Diffusion kinetics of the carburization and silicidation of $Ti3SiC2$ Available to Purchase

The ternary carbide $Ti3SiC2$ possesses a unique set of properties that could render it a material of considerable technological impact. The motivation for this work was to enhance the hardness and oxidation resistance of $Ti3SiC2$ by altering its surface chemistry. Reaction of $Ti3SiC2$ with single crystal Si wafers in the 1200–1350 °C temperature range resulted in the formation of a dense surface layer composed of a two phase mixture of $TiSi2$ and SiC. This layer grows in two distinct morphologies; an outer layer with fine (1–5 μm) SiC particles and an inner coarser (10–15 μm) one.

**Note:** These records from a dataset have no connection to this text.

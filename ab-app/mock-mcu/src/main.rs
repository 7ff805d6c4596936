use ab_core::mk_static;
use ab_core::utils::mechanics::sdm::{SdmChannel, SdmMotor, SdmMotorConfig};
use ab_core::utils::mechanics::ttl::TtlMotor;
use ab_core::utils::mechanics::{
    MechanicsController, MotorCommand, MotorError, NullMotor, MOTOR_CHANNEL,
};
use clap::Parser;
use embassy_executor::{Executor, Spawner};
use embassy_time::{Delay, Timer};
use std::convert::Infallible;
use tracing::{error, info};

#[derive(Parser)]
#[clap(version = "1.0")]
struct Opts {
    /// Drive topology to emulate: "sdm", "ttl", or "none"
    #[clap(long, default_value = "sdm")]
    topology: String,
    /// Duty sweep step per blink cycle (SDM topology)
    #[clap(long, default_value_t = 5)]
    step: u8,
    /// Milliseconds per timed run and per pause
    #[clap(long, default_value_t = 2000)]
    period_ms: u32,
    /// One-shot JSON command posted before the sweep, e.g. '{"mc":"cw","d":60}'
    #[clap(long)]
    command: Option<String>,
}

/// Output pin that logs level changes to the console.
struct ConsolePin(&'static str);

impl embedded_hal::digital::ErrorType for ConsolePin {
    type Error = Infallible;
}

impl embedded_hal::digital::OutputPin for ConsolePin {
    fn set_low(&mut self) -> Result<(), Infallible> {
        info!("PIN {}: LOW", self.0);
        Ok(())
    }

    fn set_high(&mut self) -> Result<(), Infallible> {
        info!("PIN {}: HIGH", self.0);
        Ok(())
    }
}

/// Sigma-delta channel that logs density updates to the console.
struct ConsoleSdm;

impl SdmChannel for ConsoleSdm {
    fn bind(&mut self, sample_rate_hz: u32) -> Result<(), MotorError> {
        info!("SDM: bound at {} Hz", sample_rate_hz);
        Ok(())
    }

    fn release(&mut self) -> Result<(), MotorError> {
        info!("SDM: released");
        Ok(())
    }

    fn set_pulse_density(&mut self, density: i8) -> Result<(), MotorError> {
        info!("SDM: density {}", density);
        Ok(())
    }
}

#[embassy_executor::task]
async fn sdm_motor_task(mut ctrl: MechanicsController<SdmMotor<ConsolePin, ConsoleSdm>, Delay>) -> ! {
    ctrl.motor_ch().await
}

#[embassy_executor::task]
async fn ttl_motor_task(mut ctrl: MechanicsController<TtlMotor<ConsolePin>, Delay>) -> ! {
    ctrl.motor_ch().await
}

#[embassy_executor::task]
async fn null_motor_task(mut ctrl: MechanicsController<NullMotor, Delay>) -> ! {
    ctrl.motor_ch().await
}

/// Blink-style demo loop: run the blind one way, pause, run it back, pause,
/// sweeping the duty up and down between runs.
#[embassy_executor::task]
async fn blink_task(step: u8, period_ms: u32) -> ! {
    let step = step.clamp(1, 100) as i8;
    let mut dir: i8 = step;
    let mut duty: u8 = step as u8;
    loop {
        info!("Run CW at {}", duty);
        MOTOR_CHANNEL
            .sender()
            .send(MotorCommand::CwTimed { d: Some(duty), ms: period_ms })
            .await;
        Timer::after_millis(u64::from(period_ms) * 2).await;

        info!("Run CCW at {}", duty);
        MOTOR_CHANNEL
            .sender()
            .send(MotorCommand::CcwTimed { d: Some(duty), ms: period_ms })
            .await;
        Timer::after_millis(u64::from(period_ms) * 2).await;

        if duty >= 100 || duty == 0 {
            dir = -dir;
        }
        duty = duty.saturating_add_signed(dir).min(100);
    }
}

#[embassy_executor::task]
async fn main_task(spawner: Spawner) {
    let opts: Opts = Opts::parse();

    match opts.topology.as_str() {
        "sdm" => {
            let motor = SdmMotor::new(SdmMotorConfig::default(), ConsolePin("DIR"), ConsoleSdm)
                .expect("SDM motor creation failed");
            spawner
                .spawn(sdm_motor_task(MechanicsController::new(motor, Delay)))
                .unwrap();
        }
        "ttl" => {
            let motor = TtlMotor::new(ConsolePin("CLW"), ConsolePin("CCW"))
                .expect("TTL motor creation failed");
            spawner
                .spawn(ttl_motor_task(MechanicsController::new(motor, Delay)))
                .unwrap();
        }
        "none" => {
            spawner
                .spawn(null_motor_task(MechanicsController::new(NullMotor::new(), Delay)))
                .unwrap();
        }
        other => {
            error!("unknown topology {:?}, falling back to null motor", other);
            spawner
                .spawn(null_motor_task(MechanicsController::new(NullMotor::new(), Delay)))
                .unwrap();
        }
    }

    if let Some(raw) = opts.command.as_deref() {
        match serde_json::from_str::<MotorCommand>(raw) {
            Ok(cmd) => MOTOR_CHANNEL.sender().send(cmd).await,
            Err(err) => error!("bad --command payload: {}", err),
        }
    }

    spawner.spawn(blink_task(opts.step, opts.period_ms)).unwrap();
}

fn main() {
    tracing_subscriber::fmt()
        .with_env_filter(tracing_subscriber::EnvFilter::from_default_env())
        .init();
    let executor = mk_static!(Executor, Executor::new());
    executor.run(|spawner| {
        spawner.spawn(main_task(spawner)).unwrap();
    });
}
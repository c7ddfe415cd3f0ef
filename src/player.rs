/*
 * Copyright 2025 Security Union LLC
 *
 * Licensed under either of
 *
 * * Apache License, Version 2.0
 *   (http://www.apache.org/licenses/LICENSE-2.0)
 * * MIT license
 *   (http://opensource.org/licenses/MIT)
 *
 * at your option.
 *
 * Unless you explicitly state otherwise, any contribution intentionally
 * submitted for inclusion in the work by you, as defined in the Apache-2.0
 * license, shall be dual licensed as above, without any additional terms or
 * conditions.
 */

//! The playback facade composing the stream buffer and the decode engine.
//!
//! One `Player` owns one stream buffer for its whole lifetime and one decode
//! engine per play session. A decoder factory supplied at construction mints
//! a fresh decoder capability for every session.

use std::sync::atomic::{AtomicBool, AtomicU32, Ordering};
use std::sync::{Arc, Mutex};

use crate::buffer::StreamBuffer;
use crate::config::PlayerConfig;
use crate::decoder::VideoDecoder;
use crate::engine::{DecodeEngine, StateListener};
use crate::stats::{DecodeCounters, PipelineStats};
use crate::{DecoderState, Result};

/// Callback invoked with the playing flag on every player transition,
/// synchronously on whichever thread detected it. Hosts that need another
/// execution context must marshal themselves, and must not call back into
/// player control methods from inside the listener.
pub type PlayingListener = Box<dyn Fn(bool) + Send + Sync>;

/// Orchestrates one stream buffer and one decode session at a time.
pub struct Player<D: VideoDecoder> {
    config: PlayerConfig,
    buffer: Arc<StreamBuffer>,
    engine: Mutex<Option<DecodeEngine>>,
    factory: Box<dyn Fn() -> D + Send + Sync>,
    playing: Arc<AtomicBool>,
    listener: Arc<Mutex<Option<PlayingListener>>>,
    frame_rate: AtomicU32,
    counters: Arc<DecodeCounters>,
}

impl<D: VideoDecoder> Player<D> {
    /// Create a player. The factory is called once per `start` to produce
    /// the session's decoder.
    pub fn new(config: PlayerConfig, factory: Box<dyn Fn() -> D + Send + Sync>) -> Result<Self> {
        config.validate()?;
        let buffer = Arc::new(StreamBuffer::new(
            config.capacity,
            config.admission_threshold,
        ));
        let frame_rate = AtomicU32::new(config.frame_rate);
        Ok(Self {
            config,
            buffer,
            engine: Mutex::new(None),
            factory,
            playing: Arc::new(AtomicBool::new(false)),
            listener: Arc::new(Mutex::new(None)),
            frame_rate,
            counters: Arc::new(DecodeCounters::default()),
        })
    }

    /// Register the playing-state listener, replacing any previous one.
    pub fn set_playing_listener(&self, listener: PlayingListener) {
        *self.listener.lock().unwrap() = Some(listener);
    }

    /// Start a play session against the given rendering target.
    ///
    /// If a session is already active it is stopped first, synchronously;
    /// calling `start` while playing is a restart, and any frame in flight
    /// in the prior session is discarded. The host must `stop` the player
    /// before the target becomes invalid.
    pub fn start(&self, target: D::Target) {
        if self.playing.load(Ordering::SeqCst) {
            log::info!("Player already active, restarting session");
        }
        self.halt_engine();

        let decoder = (self.factory)();
        let playing = Arc::clone(&self.playing);
        let listener = Arc::clone(&self.listener);
        let engine_listener: StateListener = Box::new(move |state, _reason| {
            // Idle and Error both mean not playing; Ready means playing.
            let now_playing = state.is_ready();
            playing.store(now_playing, Ordering::SeqCst);
            if let Some(callback) = &*listener.lock().unwrap() {
                callback(now_playing);
            }
        });

        let mut config = self.config.clone();
        config.frame_rate = self.frame_rate.load(Ordering::SeqCst);
        let engine = DecodeEngine::start(
            Arc::clone(&self.buffer),
            decoder,
            target,
            config,
            Arc::clone(&self.counters),
            engine_listener,
        );
        *self.engine.lock().unwrap() = Some(engine);

        self.playing.store(true, Ordering::SeqCst);
        self.notify_playing(true);
    }

    /// Stop the active session, if any.
    ///
    /// Blocks until the decode thread has fully exited, then clears the
    /// stream buffer. Safe to call when already stopped.
    pub fn stop(&self) {
        self.halt_engine();
        self.playing.store(false, Ordering::SeqCst);
        self.notify_playing(false);
    }

    /// Feed one buffer of Annex-B bytes into the session.
    ///
    /// A no-op while not playing. Invalid buffers are dropped without
    /// affecting the session.
    pub fn ingest(&self, bytes: &[u8], timestamp_ms: u64) {
        if !self.playing.load(Ordering::SeqCst) {
            return;
        }
        if let Err(e) = self.buffer.ingest(bytes, timestamp_ms) {
            log::debug!("Dropped invalid buffer at {timestamp_ms}ms: {e}");
        }
    }

    /// Update the frame rate hint for this and future sessions.
    ///
    /// Values outside `1..=120` are ignored and the previous value is kept.
    pub fn set_frame_rate(&self, fps: u32) {
        if !PlayerConfig::frame_rate_in_range(fps) {
            log::debug!("Ignoring out-of-range frame rate {fps}");
            return;
        }
        self.frame_rate.store(fps, Ordering::SeqCst);
        if let Some(engine) = &*self.engine.lock().unwrap() {
            engine.set_frame_rate(fps);
        }
    }

    /// The frame rate hint currently in effect.
    pub fn frame_rate(&self) -> u32 {
        self.frame_rate.load(Ordering::SeqCst)
    }

    /// Whether a session is currently playing.
    pub fn is_playing(&self) -> bool {
        self.playing.load(Ordering::SeqCst)
    }

    /// State of the current session's engine, `Idle` when none is active.
    pub fn decoder_state(&self) -> DecoderState {
        self.engine
            .lock()
            .unwrap()
            .as_ref()
            .map(|engine| engine.state())
            .unwrap_or(DecoderState::Idle)
    }

    /// Number of frames queued and awaiting decode.
    pub fn buffer_len(&self) -> usize {
        self.buffer.len()
    }

    /// Combined lifetime counters plus the current queue depth.
    pub fn stats(&self) -> PipelineStats {
        PipelineStats {
            buffer: self.buffer.stats(),
            decode: self.counters.snapshot(),
            queued_frames: self.buffer.len(),
        }
    }

    /// Release the engine and clear the buffer for a session boundary.
    fn halt_engine(&self) {
        let engine = self.engine.lock().unwrap().take();
        if let Some(mut engine) = engine {
            engine.release();
        }
        self.buffer.reset();
    }

    fn notify_playing(&self, playing: bool) {
        if let Some(callback) = &*self.listener.lock().unwrap() {
            callback(playing);
        }
    }
}

impl<D: VideoDecoder> Drop for Player<D> {
    fn drop(&mut self) {
        self.stop();
    }
}

#[cfg(test)]
mod tests {
    use super::*;
    use crate::decoder::MockDecoder;
    use crate::PlayerError;

    fn mock_player(config: PlayerConfig) -> Player<MockDecoder> {
        Player::new(config, Box::new(MockDecoder::new)).unwrap()
    }

    #[test]
    fn test_new_rejects_invalid_config() {
        let config = PlayerConfig {
            capacity: 0,
            ..Default::default()
        };
        let err = Player::new(config, Box::new(MockDecoder::new)).err();
        assert!(matches!(err, Some(PlayerError::Configuration(_))));
    }

    #[test]
    fn test_ingest_is_noop_while_stopped() {
        let player = mock_player(PlayerConfig::default());
        let mut slice = vec![0, 0, 0, 1, 0x65];
        slice.resize(400, 0x5A);

        player.ingest(&slice, 100);
        assert_eq!(player.buffer_len(), 0);
        assert_eq!(player.stats().buffer.frames_rejected, 0, "dropped, not rejected");
    }

    #[test]
    fn test_invalid_data_not_validated_while_stopped() {
        let player = mock_player(PlayerConfig::default());
        // Not playing: not even validated.
        player.ingest(&[], 0);
        assert_eq!(player.stats().buffer.frames_rejected, 0);
    }

    #[test]
    fn test_frame_rate_range_filtering() {
        let player = mock_player(PlayerConfig::default());
        assert_eq!(player.frame_rate(), 30);

        player.set_frame_rate(60);
        assert_eq!(player.frame_rate(), 60);

        player.set_frame_rate(0);
        assert_eq!(player.frame_rate(), 60, "zero is ignored");

        player.set_frame_rate(121);
        assert_eq!(player.frame_rate(), 60, "above the cap is ignored");

        player.set_frame_rate(120);
        assert_eq!(player.frame_rate(), 120, "the cap itself is accepted");
    }

    #[test]
    fn test_stop_when_never_started_notifies_not_playing() {
        let player = mock_player(PlayerConfig::default());
        let notifications = Arc::new(Mutex::new(Vec::new()));
        let sink = Arc::clone(&notifications);
        player.set_playing_listener(Box::new(move |playing| {
            sink.lock().unwrap().push(playing);
        }));

        player.stop();
        player.stop();

        assert_eq!(*notifications.lock().unwrap(), vec![false, false]);
        assert!(!player.is_playing());
    }
}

The overall growth rates of the layers were parabolic. Comparison with previously published results supports the conclusion that diffusion of Si through $TiSi2$ is rate limiting. In the 1400–1600 °C temperature range, reaction of $Ti3SiC2$ with graphite foils resulted in the formation of a 15 vol. % porous surface layer of $TiCx$ (where $x>0.8$⁠). It is shown that the carburization kinetics are rate limited by the diffusion of C through $TiCx.$ Both carburization and silicidation increased surface hardness, the latter also enhanced the oxidation resistance by about three orders of magnitude.